Asset Value = Intrinsic + (Imagination Extrinsic + Liquidity Extrinsic)

The Perspective Of The Marginal Buyer

With our elements defined, we can now discuss setting the price for an asset. Price is a prerequisite for liquidity. Think of it this way, the value of an asset, for example, shelter exists independent of price. If there is zero bid for your house, but it keeps you dry, it still has value to you. Pricing is what allows an asset to find liquidity. Price is just the bridge between buyer and seller.  A volatile market, with prices ripping in every direction without continuity, is illiquid by definition.

The question of who sets the price is really “who gives the asset liquidity?” Let’s imagine a hypothetical order book. We will fill in the bid stack with a taxonomy of players, with decreasing bid price, just like a real order book.

Mapping the bid stack to the elements of value

Let’s map the investor type to the liquidity they provide. We will start with the lowest bid and work our way to the highest.

  • Distressed investors

    Focus on the book value portion of intrinsic.  Distressed investors are using the assets comprising the book value as collateral for their liquidity.

  • Value investors

    Focus on the full intrinsic value. Value investors are using the earnings power of the company’s management + the assets as a basis for their liquidity

  • Growth investors

    Focus on imagination extrinsic. Growth investors are willing to speculate on future paths that may lie over the hills. Their liquidity underwrites the potential for an unchallenged blue ocean.

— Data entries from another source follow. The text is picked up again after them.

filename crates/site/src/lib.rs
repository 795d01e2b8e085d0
mod web_app;

pub use web_app::{DesktopEntry, SiteApp};

#[cfg(all(feature = "csr", target_arch = "wasm32"))]
pub fn mount() {
    console_error_panic_hook::set_once();
    leptos::mount_to_body(|| leptos::view! { <SiteApp /> })
}
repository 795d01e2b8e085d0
//! Initial window placement sources.
//!
//! New windows open at a random origin inside the configured [`PlacementBand`] so successive
//! windows do not stack exactly. The randomness is injected through [`PlacementSource`].

use rand::{rngs::SmallRng, Rng, SeedableRng};

use crate::config::PlacementBand;

/// Picks the origin of a newly created window.
pub trait PlacementSource {
    /// Returns an `(x, y)` origin. Implementations should stay inside `band`.
    fn next_origin(&mut self, band: &PlacementBand) -> (i32, i32);
}

/// Uniform placement, each axis drawn independently.
#[derive(Debug, Clone)]
pub struct SeededPlacement {
    rng: SmallRng,
}

impl SeededPlacement {
    pub fn new(seed: u64) -> Self {
        Self {
            rng: SmallRng::seed_from_u64(seed),
        }
    }

    /// Seeds from the host wall clock.
    pub fn from_clock() -> Self {
        Self::new(platform_host::unix_time_ms_now())
    }
}

impl PlacementSource for SeededPlacement {
    fn next_origin(&mut self, band: &PlacementBand) -> (i32, i32) {
        let x = self.rng.gen_range(band.x_min..band.x_max);
        let y = self.rng.gen_range(band.y_min..band.y_max);
        (x, y)
    }
}

/// Replays a fixed list of origins, cycling when exhausted. Falls back to the band minimum when
/// the list is empty.
#[derive(Debug, Clone, Default)]
pub struct FixedPlacement {
    origins: Vec<(i32, i32)>,
    next: usize,
}

impl FixedPlacement {
    pub fn new(origins: impl IntoIterator<Item = (i32, i32)>) -> Self {
        Self {
            origins: origins.into_iter().collect(),
            next: 0,
        }
    }

    pub fn at(x: i32, y: i32) -> Self {
        Self::new([(x, y)])
    }
}

impl PlacementSource for FixedPlacement {
    fn next_origin(&mut self, band: &PlacementBand) -> (i32, i32) {
        if self.origins.is_empty() {
            return (band.x_min, band.y_min);
        }
        let origin = self.origins[self.next % self.origins.len()];
        self.next = self.next.wrapping_add(1);
        origin
    }
}

#[cfg(test)]
mod tests {
    use pretty_assertions::assert_eq;

    use super::*;
    use crate::config::DesktopLayout;

    #[test]
    fn seeded_placement_stays_in_band_and_is_reproducible() {
        let band = DesktopLayout::default().placement;
        let mut first = SeededPlacement::new(42);
        let mut second = SeededPlacement::new(42);
        for _ in 0..256 {
            let origin = first.next_origin(&band);
            assert!(band.contains(origin.0, origin.1), "{origin:?} outside band");
            assert_eq!(origin, second.next_origin(&band));
        }
    }

    #[test]
    fn fixed_placement_cycles_and_falls_back_to_band_minimum() {
        let band = DesktopLayout::default().placement;
        let mut fixed = FixedPlacement::new([(120, 60), (200, 90)]);
        assert_eq!(fixed.next_origin(&band), (120, 60));
        assert_eq!(fixed.next_origin(&band), (200, 90));
        assert_eq!(fixed.next_origin(&band), (120, 60));

        assert_eq!(FixedPlacement::default().next_origin(&band), (100, 50));
    }
}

  • Magical Thinking Investors

    These investors are somewhere in between LSD levels of imagination and playing hot potato. The entire bid is contingent on the belief that someone else might pay more. It’s pure liquidity extrinsic. It’s GME. It’s DOGE. It’s intentionally buying ZOOM instead of ZM or SIGL when Signal is actually private. 

    This is not entirely ridiculous. Holding currency for its liquidity value, can be thought of as magical thinking. This is not derogatory. If you believe unpegged fiat is a “shared story” then it’s a monument to human cooperation. (Of course, trying to pay your taxes in anything other than USD will lead to knocks on your door by men in ill-fitting suits and sunglasses…so maybe I’m discounting military coercion too much.)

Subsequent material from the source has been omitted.